Source records below:

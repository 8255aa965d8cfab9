use ethereum_types::H256;
use thiserror::Error;

use crate::nibbles::Nibbles;
use crate::node_hash::NodeHash;
use crate::traversal::HexaryTrieNode;

/// Errors produced by the hexary trie engine, its traversal/proof machinery,
/// the fog tracker, and the binary trie / sparse Merkle tree variants.
#[derive(Debug, Error)]
pub enum TrieError {
    #[error(transparent)]
    RlpDecode(#[from] rlp::DecoderError),

    #[error("invalid node payload: expected 0, 2 or 17 RLP items, found shape that decodes to neither")]
    InvalidNode,

    #[error("nibble sequence has odd length and cannot be converted back to bytes")]
    InvalidNibbles,

    #[error("node hash must be exactly 32 bytes, got {0}")]
    InvalidHashLength(usize),

    #[error(
        "missing trie node: hash {missing_hash:#x} referenced from root {root_hash:#x} while looking up key prefix {prefix:?}"
    )]
    MissingTrieNode {
        missing_hash: H256,
        root_hash: H256,
        key: Option<Vec<u8>>,
        prefix: Nibbles,
    },

    #[error(
        "missing traversal node: hash {missing_hash:#x} referenced from root {root_hash:#x} while traversing prefix {prefix:?}"
    )]
    MissingTraversalNode {
        missing_hash: H256,
        root_hash: H256,
        prefix: Nibbles,
    },

    #[error(
        "traversal ended inside a leaf/extension key: traversed {traversed:?}, untraversed tail {untraversed:?}"
    )]
    TraversedPartialPath {
        traversed: Nibbles,
        untraversed: Nibbles,
        actual_node: Box<HexaryTrieNode>,
        simulated_node: Box<HexaryTrieNode>,
    },

    /// Raw lookup failure at the node-reference layer, before the caller
    /// has enough context (root hash, key prefix) to raise a proper
    /// `MissingTrieNode`/`MissingTraversalNode`. Never escapes the crate.
    #[error("node referenced by hash {0:?} not found in backing store")]
    NodeNotFound(NodeHash),

    #[error("bad trie proof: node required for verification was not supplied in the proof")]
    BadTrieProof,

    #[error("operation would override a terminal leaf at an existing keypath")]
    NodeOverride,

    #[error("fog has no unexplored prefixes left (perfect visibility)")]
    PerfectVisibility,

    #[error("fog has no unexplored prefix in the requested direction")]
    FullDirectionalVisibility,

    #[error("fog operation violates the no-prefix-overlap invariant")]
    InvalidFogSegments,

    #[error("backing store error: {0}")]
    Storage(String),

    #[error("pruning protocol violation: {0}")]
    PruningViolation(String),
}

End of Source records.

Exercise brief ▸ Give back the whole of the data above, exactly as written.

Answer section ▸
repository 8255aa965d8cfab9
use ethereum_types::H256;
use thiserror::Error;

use crate::nibbles::Nibbles;
use crate::node_hash::NodeHash;
use crate::traversal::HexaryTrieNode;

/// Errors produced by the hexary trie engine, its traversal/proof machinery,
/// the fog tracker, and the binary trie / sparse Merkle tree variants.
#[derive(Debug, Error)]
pub enum TrieError {
    #[error(transparent)]
    RlpDecode(#[from] rlp::DecoderError),

    #[error("invalid node payload: expected 0, 2 or 17 RLP items, found shape that decodes to neither")]
    InvalidNode,

    #[error("nibble sequence has odd length and cannot be converted back to bytes")]
    InvalidNibbles,

    #[error("node hash must be exactly 32 bytes, got {0}")]
    InvalidHashLength(usize),

    #[error(
        "missing trie node: hash {missing_hash:#x} referenced from root {root_hash:#x} while looking up key prefix {prefix:?}"
    )]
    MissingTrieNode {
        missing_hash: H256,
        root_hash: H256,
        key: Option<Vec<u8>>,
        prefix: Nibbles,
    },

    #[error(
        "missing traversal node: hash {missing_hash:#x} referenced from root {root_hash:#x} while traversing prefix {prefix:?}"
    )]
    MissingTraversalNode {
        missing_hash: H256,
        root_hash: H256,
        prefix: Nibbles,
    },

    #[error(
        "traversal ended inside a leaf/extension key: traversed {traversed:?}, untraversed tail {untraversed:?}"
    )]
    TraversedPartialPath {
        traversed: Nibbles,
        untraversed: Nibbles,
        actual_node: Box<HexaryTrieNode>,
        simulated_node: Box<HexaryTrieNode>,
    },

    /// Raw lookup failure at the node-reference layer, before the caller
    /// has enough context (root hash, key prefix) to raise a proper
    /// `MissingTrieNode`/`MissingTraversalNode`. Never escapes the crate.
    #[error("node referenced by hash {0:?} not found in backing store")]
    NodeNotFound(NodeHash),

    #[error("bad trie proof: node required for verification was not supplied in the proof")]
    BadTrieProof,

    #[error("operation would override a terminal leaf at an existing keypath")]
    NodeOverride,

    #[error("fog has no unexplored prefixes left (perfect visibility)")]
    PerfectVisibility,

    #[error("fog has no unexplored prefix in the requested direction")]
    FullDirectionalVisibility,

    #[error("fog operation violates the no-prefix-overlap invariant")]
    InvalidFogSegments,

    #[error("backing store error: {0}")]
    Storage(String),

    #[error("pruning protocol violation: {0}")]
    PruningViolation(String),
}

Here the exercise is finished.